The patient dies. And quickly – just as a stroke or heart attack can quickly lead to death. “My hypothesis is that many are no longer able to start the emergency call because they are suddenly feeling so bad,” says Kucher.

When should the results of the study be expected?

Kucher would also like to examine the genetic makeup of patients or other biomarkers to finally be able to say whether some of them are more prone to pulmonary embolism than others because of their genetic predisposition. Especially with the genes that control the blood coagulation cascade, there are many variants that sometimes lead to faster, sometimes to slower coagulation.

This could not only explain why some young, apparently healthy infected people suddenly die, while some 80 – year-old shakes off the viruses harmlessly. Knowledge of such biomarkers could also tell doctors in advance which patients should take blood thinners and which should not.
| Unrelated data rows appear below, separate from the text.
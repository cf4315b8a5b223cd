/// Time source for derived task state
///
/// "Today" drives `overdue` and the today/upcoming/overdue/someday views, so
/// services read it from here instead of the database clock.
use chrono::{DateTime, NaiveDate, Utc};

pub trait Clock: Send + Sync {
    fn now(&self) -> DateTime<Utc>;

    fn today(&self) -> NaiveDate {
        self.now().date_naive()
    }
}

/// Wall clock
#[derive(Debug, Clone, Copy, Default)]
pub struct SystemClock;

impl Clock for SystemClock {
    fn now(&self) -> DateTime<Utc> {
        Utc::now()
    }
}

/// Clock pinned to one instant
#[derive(Debug, Clone, Copy)]
pub struct FixedClock(pub DateTime<Utc>);

impl FixedClock {
    /// Midday UTC on the given date
    pub fn on(date: NaiveDate) -> Self {
        let noon = date.and_hms_opt(12, 0, 0).unwrap_or_default();
        FixedClock(noon.and_utc())
    }
}

impl Clock for FixedClock {
    fn now(&self) -> DateTime<Utc> {
        self.0
    }
}

#[cfg(test)]
mod tests {
    use super::*;

    #[test]
    fn test_fixed_clock_today() {
        let date = NaiveDate::from_ymd_opt(2025, 1, 21).unwrap();
        assert_eq!(FixedClock::on(date).today(), date);
    }
}
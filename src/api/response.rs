/// Success envelope shared by every handler
use axum::{
    http::StatusCode,
    response::{IntoResponse, Response},
    Json,
};
use serde::Serialize;

#[derive(Debug, Serialize)]
pub struct ApiResponse<T: Serialize> {
    pub code: u16,
    pub status_text: String,
    pub description: String,
    pub data: T,
}

impl<T: Serialize> ApiResponse<T> {
    pub fn new(status: StatusCode, description: impl Into<String>, data: T) -> Self {
        Self {
            code: status.as_u16(),
            status_text: status.canonical_reason().unwrap_or_default().to_string(),
            description: description.into(),
            data,
        }
    }

    /// 200 OK
    pub fn ok(description: impl Into<String>, data: T) -> Self {
        Self::new(StatusCode::OK, description, data)
    }

    /// 201 Created
    pub fn created(description: impl Into<String>, data: T) -> Self {
        Self::new(StatusCode::CREATED, description, data)
    }
}

impl<T: Serialize> IntoResponse for ApiResponse<T> {
    fn into_response(self) -> Response {
        let status = StatusCode::from_u16(self.code).unwrap_or(StatusCode::OK);
        (status, Json(self)).into_response()
    }
}
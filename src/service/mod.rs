/// Domain services
///
/// Each manager owns a handle to the pool and composes repository calls in
/// one transaction per operation. The caller's user id is always an explicit
/// argument.

pub mod headings;
pub mod lists;
pub mod tasks;
pub mod users;

pub use headings::HeadingManager;
pub use lists::ListManager;
pub use tasks::{CreateTaskInput, TaskManager, UpdateTaskInput, UpdateTaskTimeInput};
pub use users::UserManager;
“But unfortunately we have to do without that,” says Kucher. For lack of money. There is no public research funding. The Swiss National Science Foundation, the equivalent of the German Research Foundation, has the money for Covid – 19 – Research already distributed at the end of March.

And the requested pharmaceutical companies that manufacture these blood thinners have shown no interest in the emergency study to support financially. In addition, many approved blood thinners such as Clexane are no longer patent-protected. “This means that we largely pay for the study from our own research funds,” says Kucher.

But it was worth it: “The most important task now is to find out whether we have the rate of hospital stays and the high mortality rate from Covid – 19 with a simple measure, ”says Kucher. “It would be possible that if we prevent these thromboses, the coronavirus is no longer as dangerous, that's my hypothesis.”

So the specialist for pulmonary embolism and thrombosis is convinced of it, so clearly warns against it, already with all outpatient Covid – 19 – patients to perform thrombosis prophylaxis. “We have to study safety and effectiveness first.” So whether the blood thinner at Covid – 19 – Patients may trigger undesirable side effects such as bleeding or reduce mortality too little for side effects to be acceptable.

And it may also be that the current Clexane dosage is not sufficient because Covid – 19 the blood clotting so intensified. All Swiss university clinics within 12 hours of your study participation. “That has never happened before,” says Kucher.

And if German clinics would also participate, the study could produce valid results in a few weeks. Ideally, the world could then quickly have a cheap, already approved agent available that a large part of the Covid – 19 – could prevent death and curb fear of the pandemic.